Nothing is ever as simple as we want to make it. It just isn’t. And although there are many things we can speculate about, that is all we can do.

We’ll never know the factors that caused the Littleton shooting because we’ll never have the information necessary to make that judgment.

Let me explain. There are lots of kids listening to Marilyn Manson. In order to prove that listening to his music caused these kids to go on a murderous rampage, we need to examine other things logically. How many kids listen to Marilyn Manson because they relate to his lyrics? And how many kids who listen to Marilyn Manson respond in this way?

If we want to prove that playing “Doom” caused this, it’s the same thing. Or if we claim that bad parents lead kids to these violent acts, we need to stop and think about the number of amazing individuals that come from horrible backgrounds and the number of good parents whose great parenting didn’t have any effect on their delinquent child.

Simply put, we can’t explain away everything so quickly and easily, and we can’t answer tough questions with crude theories.
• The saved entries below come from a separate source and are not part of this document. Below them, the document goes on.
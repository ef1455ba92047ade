//! Ollama API generation client
//!
//! Provides single-shot completions from Ollama:
//! - Endpoint: POST /api/generate with `stream: false`
//! - Temperature fixed at construction
//! - No retries; every failure is reported to the caller

use async_trait::async_trait;
use reqwest::Client;
use serde::{Deserialize, Serialize};
use std::time::Duration;

use crate::errors::GenerationError;
use crate::generation::Generator;

/// Default Ollama API endpoint
pub const DEFAULT_OLLAMA_URL: &str = "http://127.0.0.1:11434";

/// Default model
pub const DEFAULT_MODEL: &str = "qwen2.5:7b-instruct";

/// Default request timeout
pub const DEFAULT_TIMEOUT: Duration = Duration::from_secs(120);

/// Ollama generation client
#[derive(Debug, Clone)]
pub struct OllamaGenerator {
    client: Client,
    base_url: String,
    model: String,
    temperature: f32,
    timeout: Duration,
}

impl OllamaGenerator {
    /// Create a generator with default endpoint, model and timeout
    pub fn new(temperature: f32) -> Result<Self, GenerationError> {
        Self::with_config(DEFAULT_OLLAMA_URL, DEFAULT_MODEL, temperature, DEFAULT_TIMEOUT)
    }

    /// Create a generator with custom configuration
    pub fn with_config(
        base_url: &str,
        model: &str,
        temperature: f32,
        timeout: Duration,
    ) -> Result<Self, GenerationError> {
        let client = Client::builder()
            .timeout(timeout)
            .build()
            .map_err(|e| GenerationError::Unavailable(format!("Failed to build HTTP client: {}", e)))?;

        Ok(Self {
            client,
            base_url: base_url.trim_end_matches('/').to_string(),
            model: model.to_string(),
            temperature,
            timeout,
        })
    }

    /// Check if Ollama is available
    pub async fn health_check(&self) -> bool {
        let url = format!("{}/api/version", self.base_url);

        match self.client.get(&url).send().await {
            Ok(response) => response.status().is_success(),
            Err(_) => false,
        }
    }

    /// List installed models
    pub async fn list_models(&self) -> Result<Vec<String>, GenerationError> {
        let url = format!("{}/api/tags", self.base_url);

        let response = self
            .client
            .get(&url)
            .send()
            .await
            .map_err(|e| self.request_error(e))?;

        if !response.status().is_success() {
            return Err(GenerationError::Rejected {
                status: response.status().as_u16(),
                message: "Failed to retrieve model list".to_string(),
            });
        }

        let models: ModelsResponse = response
            .json()
            .await
            .map_err(|e| GenerationError::MalformedResponse(format!("model list: {}", e)))?;

        Ok(models.models.into_iter().map(|m| m.name).collect())
    }

    /// Get base URL
    pub fn base_url(&self) -> &str {
        &self.base_url
    }

    /// Sampling temperature sent with every request
    pub fn temperature(&self) -> f32 {
        self.temperature
    }

    fn request_error(&self, err: reqwest::Error) -> GenerationError {
        if err.is_timeout() {
            GenerationError::Timeout {
                duration_ms: self.timeout.as_millis() as u64,
            }
        } else {
            GenerationError::Unavailable(format!("Failed to send request: {}", err))
        }
    }
}

#[async_trait]
impl Generator for OllamaGenerator {
    async fn generate(&self, prompt: &str) -> Result<String, GenerationError> {
        let url = format!("{}/api/generate", self.base_url);

        let request = GenerateRequest {
            model: &self.model,
            prompt,
            stream: false,
            options: GenerateOptions {
                temperature: self.temperature,
            },
        };

        let response = self
            .client
            .post(&url)
            .json(&request)
            .send()
            .await
            .map_err(|e| self.request_error(e))?;

        if !response.status().is_success() {
            let status = response.status();
            let error_text = response
                .text()
                .await
                .unwrap_or_else(|_| "Unknown error".to_string());
            return Err(GenerationError::Rejected {
                status: status.as_u16(),
                message: error_text,
            });
        }

        let body = response.text().await.map_err(|e| self.request_error(e))?;
        extract_text(&body)
    }

    fn model_name(&self) -> &str {
        &self.model
    }
}

/// Ollama generate request
#[derive(Debug, Serialize)]
struct GenerateRequest<'a> {
    model: &'a str,
    prompt: &'a str,
    stream: bool,
    options: GenerateOptions,
}

#[derive(Debug, Serialize)]
struct GenerateOptions {
    temperature: f32,
}

/// Non-streaming generate response; only the text matters here
#[derive(Debug, Deserialize)]
struct GenerateResponse {
    response: Option<String>,
}

/// Ollama models list response
#[derive(Debug, Deserialize)]
struct ModelsResponse {
    models: Vec<ModelInfo>,
}

#[derive(Debug, Deserialize)]
struct ModelInfo {
    name: String,
}

/// Pull the answer text out of a generate response envelope
fn extract_text(body: &str) -> Result<String, GenerationError> {
    let parsed: GenerateResponse = serde_json::from_str(body)
        .map_err(|e| GenerationError::MalformedResponse(e.to_string()))?;

    match parsed.response {
        Some(text) if !text.trim().is_empty() => Ok(text),
        _ => Err(GenerationError::EmptyResponse),
    }
}
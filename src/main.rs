//! BioBuddy - Main CLI Entry Point

use anyhow::Result;
use clap::Parser;
use colored::Colorize;
use std::sync::Arc;

use biobuddy::{
    bootstrap,
    cli::{spinner, Args, Commands, Verbosity},
    config::Config,
    doctor::Doctor,
    logging,
    repl::ReplSession,
    server,
};

#[tokio::main]
async fn main() -> Result<()> {
    let args = Args::parse();
    let verbosity = args.verbosity();
    logging::init(verbosity);

    let config = match &args.config {
        Some(path) => Config::load_from(path)?,
        None => Config::load()?,
    };

    match &args.command {
        Commands::Ask {
            question,
            show_prompt,
        } => ask(&config, question, *show_prompt, verbosity).await,
        Commands::Serve { host, port } => {
            let host = host.clone().unwrap_or_else(|| config.server.host.clone());
            let port = port.unwrap_or(config.server.port);
            serve(&config, &host, port).await
        }
        Commands::Repl => run_repl(&config, verbosity).await,
        Commands::Doctor => run_doctor(config).await,
        Commands::Config => show_config(&config, &args),
    }
}

async fn ask(config: &Config, question: &str, show_prompt: bool, verbosity: Verbosity) -> Result<()> {
    let pipeline = bootstrap::build_pipeline(config).await?;

    let pb = spinner("Thinking...", verbosity.show_progress());
    let result = pipeline.run(question).await;
    pb.finish_and_clear();

    match result {
        Ok(trace) => {
            if show_prompt {
                eprintln!("{}\n{}\n", "Prompt:".dimmed(), trace.prompt);
            }
            println!("{}", trace.answer);
            Ok(())
        }
        Err(e) => {
            eprintln!("{} {}", "Error:".red().bold(), e);
            std::process::exit(1);
        }
    }
}

async fn serve(config: &Config, host: &str, port: u16) -> Result<()> {
    let pipeline = Arc::new(bootstrap::build_pipeline(config).await?);
    server::serve(pipeline, host, port).await
}

async fn run_repl(config: &Config, verbosity: Verbosity) -> Result<()> {
    let pipeline = Arc::new(bootstrap::build_pipeline(config).await?);

    let history_path = Config::home_dir()?.join("history");
    let mut session = ReplSession::with_history(pipeline, history_path)?;
    session.set_show_progress(verbosity.show_progress());
    session.show_welcome(env!("CARGO_PKG_VERSION"));

    session.run().await
}

async fn run_doctor(config: Config) -> Result<()> {
    let doctor = Doctor::new(config);
    let checks = doctor.run_diagnostics().await;
    Doctor::display_results(&checks);

    std::process::exit(if Doctor::overall_status(&checks) { 0 } else { 1 });
}

fn show_config(config: &Config, args: &Args) -> Result<()> {
    let source = match &args.config {
        Some(path) => path.display().to_string(),
        None => Config::config_path()?.display().to_string(),
    };

    println!("{} {}\n", "# BioBuddy configuration from".dimmed(), source.dimmed());
    println!("{}", config.to_toml()?);

    Ok(())
}
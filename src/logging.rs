//! Structured logging setup
//!
//! Logs go to stderr so `ask` output on stdout stays clean. `RUST_LOG`
//! overrides the level picked from `-q`/`-v`.

use tracing_subscriber::{fmt, EnvFilter};

use crate::cli::Verbosity;

/// Build the filter for a verbosity level
pub fn filter_for(verbosity: Verbosity) -> EnvFilter {
    EnvFilter::try_from_default_env().unwrap_or_else(|_| EnvFilter::new(verbosity.log_directive()))
}

/// Install the global subscriber; later calls are no-ops
pub fn init(verbosity: Verbosity) {
    let _ = fmt()
        .with_env_filter(filter_for(verbosity))
        .with_target(matches!(verbosity, Verbosity::VeryVerbose))
        .with_writer(std::io::stderr)
        .try_init();
}
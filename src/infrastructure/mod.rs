//! Infrastructure layer.
//!
//! Implements interfaces defined by the domain layer.
//!
//! # Modules
//!
//! - [`persistence`] - Repository implementations

pub mod persistence;
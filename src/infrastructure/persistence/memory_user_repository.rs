//! In-memory implementation of the user repository.

use async_trait::async_trait;
use tokio::sync::RwLock;
use tracing::debug;

use crate::domain::entities::{NewUser, User};
use crate::domain::repositories::UserRepository;
use crate::domain::{StoreError, UserStore};

/// Shares a [`UserStore`] between concurrent requests.
///
/// Mutations hold the write lock for their whole duration, so id allocation
/// and the sequence/index update happen as one step. Reads take the read lock
/// and clone out what they return.
pub struct InMemoryUserRepository {
    store: RwLock<UserStore>,
}

impl InMemoryUserRepository {
    /// Wraps an existing store.
    pub fn new(store: UserStore) -> Self {
        debug!(users = store.len(), "In-memory user store ready");
        Self {
            store: RwLock::new(store),
        }
    }
}

impl Default for InMemoryUserRepository {
    fn default() -> Self {
        Self::new(UserStore::new())
    }
}

#[async_trait]
impl UserRepository for InMemoryUserRepository {
    async fn list(&self) -> Vec<User> {
        self.store.read().await.list()
    }

    async fn find_by_id(&self, id: i64) -> Result<User, StoreError> {
        self.store.read().await.get(id)
    }

    async fn create(&self, new_user: NewUser) -> Result<User, StoreError> {
        self.store.write().await.insert(new_user)
    }

    async fn update(&self, id: i64, new_user: NewUser) -> Result<User, StoreError> {
        self.store.write().await.update(id, new_user)
    }

    async fn delete(&self, id: i64) -> Result<(), StoreError> {
        self.store.write().await.remove(id).map(|_| ())
    }
}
But, the truth is, the reason that we don’t understand the world and the people around us is because Americans are, as a whole, completely selfish, ignorant, self-righteous, obsessed with success and arrogant.

Americans come home from work, go in their homes and keep to themselves. We socialize only if it advances our career, if it’s expected of us or if it makes us feel better to be with those who support our own beliefs.

Rarely can you find a true friend who will place you before them and will sacrifice him or herself for your best interest.

Americans are becoming servants of green that doesn’t give life, and we’re becoming slaves of pride and adrenaline that leave us with superficial relationships. That’s sad.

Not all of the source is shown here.